Paulo Mendes - Com a reforma Universitária em 1969, o curso de Comunicação foi deslocado da faculdade de filosofia e passou a funcionar na escola de Biblioteconomia, onde é o atual centro de informação da universidade. Como é que foi o processo de "acasalamento" entre os dois cursos no mesmo espaço ?
Otto Jambeiro - O Casamento que aconteceu exatamente em 1968, não foi um processo fácil, já que houve tentativas muito fortes de evitar que o curso de Jornalismo se fundisse com o de Biblioteconomia, tanto que nessa época havia uma proposta de criar a faculdade de Comunicação institucionalizada, mas a fusão veio mesmo assim a acontecer.

Paulo Mendes - O que foi feito, por parte do departamento do curso de Jornalismo, no intuito de impedir a vinculação, e para obter um espaço próprio ?
Otto Jambeiro - Nesse sentido nós realizamos várias reuniões com o pessoal do departamento e o reitor, para que não acontecesse a junção, mas isso se revelou insuficiente, já que posteriormente saiu uma decisão final do reitor e do conselho universitário direcionada para o funcionamento do curso na escola de Biblioteconomia, a partir de 68, cuja separação veio acontecer mais tarde, em 1987.

Paulo Mendes - Que acontecimento lhe merece consideração especial, e acha importante salientar durante todo o tempo que esteve ligado ao Curso de Comunicação ?
Otto Jambeiro - Eu acho que houve dois grandes momentos dignos de se salientar, que particularmente eu vivi intensamente quando fiz parte do departamento de Jornalismo, foram exatamente o "casamento" e o "divórcio" com a escola de Biblioteconomia, que na minha opinião se revelaram marcantes na história do curso de Comunicação, na Universidade Federal da Bahia.

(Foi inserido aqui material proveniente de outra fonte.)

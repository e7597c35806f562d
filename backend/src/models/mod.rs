//! Domain models for launch sites.

pub mod site;

pub use site::{format_percent, GeographicLocation, SiteRecord};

Paulo Mendes - Voltando à questão do departamento de Jornalismo que foi criado em 69, a quando da mudança para a Escola de Biblioteconomia, eu lhe pergunto em que condições foi criado em termos de conselho diretivo e curriculum do curso?
Otto Jambeiro - O Curso tinha um departamento de Jornalismo que foi criado na escola de Biblioteconomia, que era que era digamos assim o mantedor do curso de Jornalismo, que era administrada por diretores de Biblioteconomia, até 1987 e tinha habilitação para Graduação e pós-graduação e duração era de três ( 3 ) anos.

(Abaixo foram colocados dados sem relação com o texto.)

//! Presentation shell state.
//!
//! [`Dashboard`] holds everything that is shared and fixed for the lifetime of
//! the process: catalog, page title, initial selection and the pre-rendered
//! map. [`DashboardSession`] is one viewer's selection and the view derived
//! from it. The only transition is a selector change:
//!
//! ```text
//! (any selection) --on_selection_changed(name)--> (name, recomputed view)
//! ```
//!
//! A rejected change leaves both the selection and the displayed view as
//! they were.

use std::sync::Arc;
use std::time::Duration;

use crate::api::{DerivedView, MapOverlay};
use crate::catalog::SiteCatalog;
use crate::config::DashboardConfig;
use crate::error::{DashboardError, DashboardResult};

use super::map_renderer::{render_map_document, render_overlay};
use super::selection::SelectionState;
use super::view::compute_view;

/// Shared, read-only dashboard definition.
#[derive(Debug)]
pub struct Dashboard {
    catalog: SiteCatalog,
    title: String,
    initial_site: String,
    map_overlay: MapOverlay,
    map_document: String,
    session_ttl: Duration,
}

impl Dashboard {
    /// Build the dashboard from configuration. Fails before anything is
    /// rendered when the catalog is empty or invalid, or when the configured
    /// initial site is not in it.
    pub fn from_config(config: &DashboardConfig) -> DashboardResult<Self> {
        let catalog = config.catalog()?;
        let initial_site = match &config.dashboard.initial_site {
            Some(name) => {
                if !catalog.contains(name) {
                    return Err(DashboardError::Configuration(format!(
                        "initial_site '{}' is not in the site catalog",
                        name
                    )));
                }
                name.clone()
            }
            None => catalog.first().name.clone(),
        };

        let map_overlay = render_overlay(&catalog, &config.map)?;
        let map_document = render_map_document(&map_overlay)?;
        log::info!(
            "Dashboard ready: {} sites, initial selection '{}'",
            catalog.len(),
            initial_site
        );

        Ok(Self {
            catalog,
            title: config.dashboard.title.clone(),
            initial_site,
            map_overlay,
            map_document,
            session_ttl: config.dashboard.session_ttl(),
        })
    }

    /// Dashboard over the sample catalog with default settings.
    pub fn sample() -> DashboardResult<Self> {
        Self::from_config(&DashboardConfig::default())
    }

    pub fn catalog(&self) -> &SiteCatalog {
        &self.catalog
    }

    pub fn title(&self) -> &str {
        &self.title
    }

    pub fn initial_site(&self) -> &str {
        &self.initial_site
    }

    pub fn map_overlay(&self) -> &MapOverlay {
        &self.map_overlay
    }

    pub fn map_document(&self) -> &str {
        &self.map_document
    }

    /// How long an idle viewer session is kept.
    pub fn session_ttl(&self) -> Duration {
        self.session_ttl
    }

    /// Start a viewer session on the initial site.
    pub fn open_session(&self) -> DashboardResult<DashboardSession> {
        let selection = SelectionState::new(&self.catalog, &self.initial_site)?;
        let view = compute_view(&self.catalog, selection.get())?;
        Ok(DashboardSession { selection, view })
    }

    pub fn into_shared(self) -> Arc<Self> {
        Arc::new(self)
    }
}

/// One viewer's selection and the view currently displayed for it.
#[derive(Debug, Clone, PartialEq)]
pub struct DashboardSession {
    selection: SelectionState,
    view: DerivedView,
}

impl DashboardSession {
    pub fn selected(&self) -> &str {
        self.selection.get()
    }

    pub fn view(&self) -> &DerivedView {
        &self.view
    }

    /// Handle a selector change: validate, recompute, then commit both the
    /// selection and the view. Nothing changes on error.
    pub fn on_selection_changed(
        &mut self,
        dashboard: &Dashboard,
        name: &str,
    ) -> DashboardResult<&DerivedView> {
        let mut next = self.selection.clone();
        next.set(dashboard.catalog(), name)?;
        let view = compute_view(dashboard.catalog(), next.get())?;

        self.selection = next;
        self.view = view;
        Ok(&self.view)
    }
}

#[cfg(test)]
mod tests {
    use super::*;
    use crate::config::{DashboardSettings, SiteEntry};

    #[test]
    fn test_sample_dashboard() {
        let dashboard = Dashboard::sample().unwrap();
        assert_eq!(dashboard.title(), "SpaceX Launch Dashboard");
        assert_eq!(dashboard.initial_site(), "Cape Canaveral");
        assert_eq!(dashboard.catalog().len(), 3);
        assert_eq!(dashboard.map_overlay().markers.len(), 3);
        assert!(dashboard.map_document().contains("L.map"));
        assert_eq!(dashboard.session_ttl(), Duration::from_secs(1800));
    }

    #[test]
    fn test_open_session_uses_initial_site() {
        let dashboard = Dashboard::sample().unwrap();
        let session = dashboard.open_session().unwrap();
        assert_eq!(session.selected(), "Cape Canaveral");
        assert_eq!(
            session.view().summary_text,
            "Cape Canaveral - Launches: 50, Success Rate: 92.0%"
        );
    }

    #[test]
    fn test_selection_change_recomputes() {
        let dashboard = Dashboard::sample().unwrap();
        let mut session = dashboard.open_session().unwrap();
        let initial_series = session.view().launch_series.clone();

        let view = session
            .on_selection_changed(&dashboard, "Kennedy Space Center")
            .unwrap();
        assert_eq!(
            view.summary_text,
            "Kennedy Space Center - Launches: 45, Success Rate: 95.0%"
        );
        assert_eq!(view.launch_series, initial_series);
        assert_eq!(session.selected(), "Kennedy Space Center");
    }

    #[test]
    fn test_invalid_selection_keeps_prior_view() {
        let dashboard = Dashboard::sample().unwrap();
        let mut session = dashboard.open_session().unwrap();
        session
            .on_selection_changed(&dashboard, "Kennedy Space Center")
            .unwrap();
        let before = session.clone();

        let err = session
            .on_selection_changed(&dashboard, "Nonexistent Site")
            .unwrap_err();
        assert_eq!(err, DashboardError::invalid_selection("Nonexistent Site"));
        assert_eq!(session, before);
    }

    #[test]
    fn test_map_unaffected_by_selection() {
        let dashboard = Dashboard::sample().unwrap();
        let overlay_before = dashboard.map_overlay().clone();
        let mut session = dashboard.open_session().unwrap();
        session
            .on_selection_changed(&dashboard, "Vandenberg Space Force Base")
            .unwrap();
        assert_eq!(dashboard.map_overlay(), &overlay_before);
    }

    #[test]
    fn test_empty_catalog_fails_fast() {
        let config = DashboardConfig {
            sites: Some(vec![]),
            ..Default::default()
        };
        assert_eq!(
            Dashboard::from_config(&config).unwrap_err(),
            DashboardError::EmptyCatalog
        );
    }

    #[test]
    fn test_unknown_initial_site_fails() {
        let config = DashboardConfig {
            dashboard: DashboardSettings {
                initial_site: Some("Baikonur".to_string()),
                ..Default::default()
            },
            ..Default::default()
        };
        let err = Dashboard::from_config(&config).unwrap_err();
        assert!(matches!(err, DashboardError::Configuration(ref m) if m.contains("Baikonur")));
    }

    #[test]
    fn test_initial_site_defaults_to_first_configured() {
        let config = DashboardConfig {
            sites: Some(vec![
                SiteEntry {
                    name: "Starbase".to_string(),
                    latitude: 25.997,
                    longitude: -97.157,
                    launches: 9,
                    success_rate: 0.5,
                },
                SiteEntry {
                    name: "Kodiak".to_string(),
                    latitude: 57.435,
                    longitude: -152.337,
                    launches: 2,
                    success_rate: 1.0,
                },
            ]),
            ..Default::default()
        };
        let dashboard = Dashboard::from_config(&config).unwrap();
        assert_eq!(dashboard.initial_site(), "Starbase");
        let session = dashboard.open_session().unwrap();
        assert_eq!(session.view().launch_series.len(), 2);
    }
}
pub mod map;
pub mod view;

Paulo Mendes - O que achou da experiência de ter estado vinculado, ao Curso de Jornalismo durante tantos anos ?
Otto Jambeiro - Na verdade foi uma experiência excepcional, maravilhosa, praticamente 32 anos também de momentos difíceis de muita luta, e dedicação com o único objetivo de levar o curso para a frente, e fazê-la evoluir cada dia mais.

Paulo Mendes - Em que circunstâncias foi possível conseguir o atual prédio, como é que foi o processo de votação, qual foi o resultado, sabendo que ali funcionava o antigo R.U ?
Otto Jambeiro - Não foi fácil a luta para conseguir, o prédio, esse já foi mais complicado. A votação para a obtenção do prédio foi quase unânime, houve apenas uma abstenção do conselho universitário, a favor da proposta de conceder-lo à faculdade de comunicação. Mas demorou até chegar a isso porque, havia uma complicação o que Comunicação queria inicialmente era ocupar o prédio onde hoje é o I.C.I., mas o pessoal de lá não queriam sair, a não ser se fosse para um prédio novo. Coincidentemente eu tinha acabado de ser nomeado como diretor de lá (do I.C.I.), e aí ficou parecendo que tinha sido mandado para lá com fim de desalojar o pessoal, uma coisa horrorosa, e não tinha sido nada disso, e fiquei contra porque era um absurdo querer desalojar o pessoal e mudar para o 2o. andar da Biblioteca central, onde nem elevador tinha, então houve uma resistência muito grande por parte do departamento de Biblioteconomia e assim continuaram nesse prédio.
Então apareceu a idéia de ocupar metade do prédio do R.U., idéia inicial era só metade sendo que a outra metade seria transformada em pavilhão de aula, (PAF) mas só que o departamento do Curso de Comunicação reivindicou o prédio todo, já que só a metade do prédio não era suficiente, e foi decidido através da votação no conselho universitário, com uma abstensão apenas que comunicação ocuparia o prédio todo, o protesto contra a doação foi muito também, principalmente por parte do DCE e dos estudantes, menos os de comunicação.